China / Society

Gender bias plagues job hunt, graduates say

By He Na and Yang Wanli (China Daily) Updated: 2015-05-21 07:46

Gender bias plagues job hunt, graduates say

University graduates attend a job fair in Nanjing, Jiangsu province, this month. Nearly 40,000 candidates competed for 30,000 vacancies at the event. Provided to China Daily

With college graduation ceremonies just weeks away, job hunting has entered its most intense period. Graduates are finding that although gender discrimination in employment has been officially prohibited for years, it remains widespread.

Cheng Qi, a geography major who will graduate in July from Jilin University, said she is one of the victims.

With her good academic performance and work experience, her parents thought she would be very competitive in the job market. But this is not the case. Cheng said she was rejected by many employers solely because she is female.

"Many companies do not even accept female graduates' resumes, let alone give them an interview," said Cheng, 23.

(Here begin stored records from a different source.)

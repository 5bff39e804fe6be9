//! Path management for the budget planner
//!
//! ## Path Resolution Order
//!
//! 1. `PLANNER_DATA_DIR` environment variable (if set)
//! 2. The platform config directory from `directories`
//!    (`~/.config/budget-planner` on Linux)

use std::path::PathBuf;

use directories::ProjectDirs;

use crate::error::PlannerError;

/// Environment variable overriding the base directory
pub const DATA_DIR_ENV: &str = "PLANNER_DATA_DIR";

/// Manages all paths used by the planner
#[derive(Debug, Clone)]
pub struct PlannerPaths {
    /// Base directory for all planner data
    base_dir: PathBuf,
}

impl PlannerPaths {
    /// Create a new PlannerPaths instance
    ///
    /// # Errors
    ///
    /// Returns an error if no home directory can be determined.
    pub fn new() -> Result<Self, PlannerError> {
        let base_dir = match std::env::var(DATA_DIR_ENV) {
            Ok(custom) if !custom.trim().is_empty() => PathBuf::from(custom),
            _ => resolve_default_path()?,
        };

        Ok(Self { base_dir })
    }

    /// Create PlannerPaths with a custom base directory (useful for testing)
    pub fn with_base_dir(base_dir: PathBuf) -> Self {
        Self { base_dir }
    }

    pub fn base_dir(&self) -> &PathBuf {
        &self.base_dir
    }

    /// Get the data directory (`<base>/data/`)
    pub fn data_dir(&self) -> PathBuf {
        self.base_dir.join("data")
    }

    /// Get the path to the settings file
    pub fn settings_file(&self) -> PathBuf {
        self.base_dir.join("config.json")
    }

    /// Get the path to the audit log
    pub fn audit_log(&self) -> PathBuf {
        self.base_dir.join("audit.log")
    }

    /// Get the path to budget.json (income, items and month cursor)
    pub fn budget_file(&self) -> PathBuf {
        self.data_dir().join("budget.json")
    }

    /// Ensure the base and data directories exist
    pub fn ensure_directories(&self) -> Result<(), PlannerError> {
        std::fs::create_dir_all(&self.base_dir)
            .map_err(|e| PlannerError::Io(format!("Failed to create base directory: {}", e)))?;

        std::fs::create_dir_all(self.data_dir())
            .map_err(|e| PlannerError::Io(format!("Failed to create data directory: {}", e)))?;

        Ok(())
    }

    /// Check if the planner has been initialized (budget file exists)
    pub fn is_initialized(&self) -> bool {
        self.budget_file().exists()
    }
}

fn resolve_default_path() -> Result<PathBuf, PlannerError> {
    ProjectDirs::from("", "", "budget-planner")
        .map(|dirs| dirs.config_dir().to_path_buf())
        .ok_or_else(|| PlannerError::Config("Could not determine home directory".into()))
}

"A well-known State-owned company showed interest in me, but I still lost the chance in the last round. They recruited another male graduate. The human resources personnel said that if I were male, they would recruit me immediately.

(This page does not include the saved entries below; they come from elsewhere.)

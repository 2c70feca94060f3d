//! # Connection Manager
//!
//! **Component:** 1 (leaf)
//!
//! ## Purpose
//!
//! Owns the network connections to the message broker and to the cache
//! store. Opens them with bounded retries, hands out the resulting handle to
//! every component that needs one, and closes them once in-flight work has
//! drained after a termination signal.
//!
//! Handles are passed explicitly into constructors. There is no
//! process-wide connection singleton.
//!
//! ## Lifecycle
//!
//! ```text
//! [DISCONNECTED] ──connect()──→ attempt 1 ──fail──→ sleep(delay(1)) ──→ attempt 2 ... attempt N
//!                                   │                                        │
//!                                   └── ok ──→ [CONNECTED] ←── ok ───────────┘
//!                                                   │               (all failed: ConnectionError::Exhausted)
//!                                                close()
//!                                                   ↓
//!                                            [DISCONNECTED]
//! ```
//!
//! | Operation | Method | Effect |
//! |-----------|--------|--------|
//! | Connect | `ConnectionManager::connect()` | Retry with `ReconnectPolicy`, fatal after N attempts |
//! | Use | `ConnectionManager::handle()` | Clone of the open handle |
//! | Reconnect | `ConnectionManager::reconnect()` | Drop the old handle, connect again |
//! | Close | `ConnectionManager::close()` | Close and forget the handle; idempotent |
//!
//! ## Shutdown
//!
//! `ShutdownCoordinator` broadcasts the termination signal to every
//! supervised task, waits a bounded grace period for them to finish, and
//! only then lets the caller close connections. Tasks are never aborted
//! mid-handler.
//!
//! ## Module Structure
//!
//! ```text
//! domain/   - ReconnectPolicy, ConnectionError
//! ports/    - Connector trait
//! adapters/ - in-memory, AMQP (feature `amqp`) and Redis (feature `redis`) connectors
//! service/  - ConnectionManager, ShutdownCoordinator
//! ```

#![allow(clippy::missing_const_for_fn)]
#![cfg_attr(test, allow(clippy::unwrap_used))]
#![cfg_attr(test, allow(clippy::expect_used))]

pub mod adapters;
pub mod domain;
pub mod ports;
pub mod service;

pub use adapters::{MemoryBrokerConnector, MemoryStoreConnector};
#[cfg(feature = "amqp")]
pub use adapters::AmqpConnector;
#[cfg(feature = "redis")]
pub use adapters::RedisConnector;
pub use domain::{BackoffStrategy, ConnectionError, ReconnectPolicy};
pub use ports::Connector;
pub use service::{ConnectionManager, DrainReport, ShutdownCoordinator, ShutdownTrigger};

"It's a heavy blow to my confidence, and I have even begun to doubt whether the efforts I have made over the past four years were worthwhile."

What Cheng encountered is common. Countless female students nationwide have had similar experiences.

A recent report released by the National Academy of Development and Strategy at Renmin University of China said that of males and females with identical resumes, the male graduates were granted interviews 42 percent more often than females.

The report was based on an experiment using 100 college graduates from Beijing. Each graduate was given two identical resumes, but one was marked male and the other female.

"Employment of college graduates is a hot issue in society, and gender discrimination is the topic of greatest concern," said Ge Yuhao, associate professor at the School of Labor and Human Resources at Renmin University.

"Speeding up the pace of prohibiting gender discrimination by law and policy, and increasing penalties for employers who violate the regulations, are practical channels to alleviate the problem," added Ge.

Zhou Li, 26, a 2013 graduate at Beijing Foreign Studies University who made a 15-minute video report on gender discrimination in employment as her graduation project, has deep feelings on the subject.

"The motivation for the video was based on my own and my friends' gender discrimination experiences when looking for jobs," Zhou said.

"Male students who get 60 points in an employment test will qualify, but the standard for females is 75 for the same test. It often happens that many females take preliminary tests, but few of them are left for the second round. Most of the male students are still there," she said.

"The employers I interviewed with said the relaxed one-child policy is a major concern for them when recruiting female graduates. The time for pregnancy, maternity leave and other problems related to baby care has greatly reduced female graduates' competitiveness," Zhou said.

Liu Minghui, a law professor at China Women's University, said the biggest problem is that there is no gender discrimination concept embodied in China's laws.

"Without the support of laws, it is really hard to appeal gender discrimination cases," said Liu, who represented Cao Ju in China's first case of gender discrimination in employment in 2013.

Cao won the lawsuit against a training school that rejected her on the grounds that the position was exclusively for males.

Liu took on two similar cases after Cao's. It took 14 months to file the first one, but only one month for the second.

"I am very happy to see that China's judicial departments are attaching increasing importance to the issue," she said.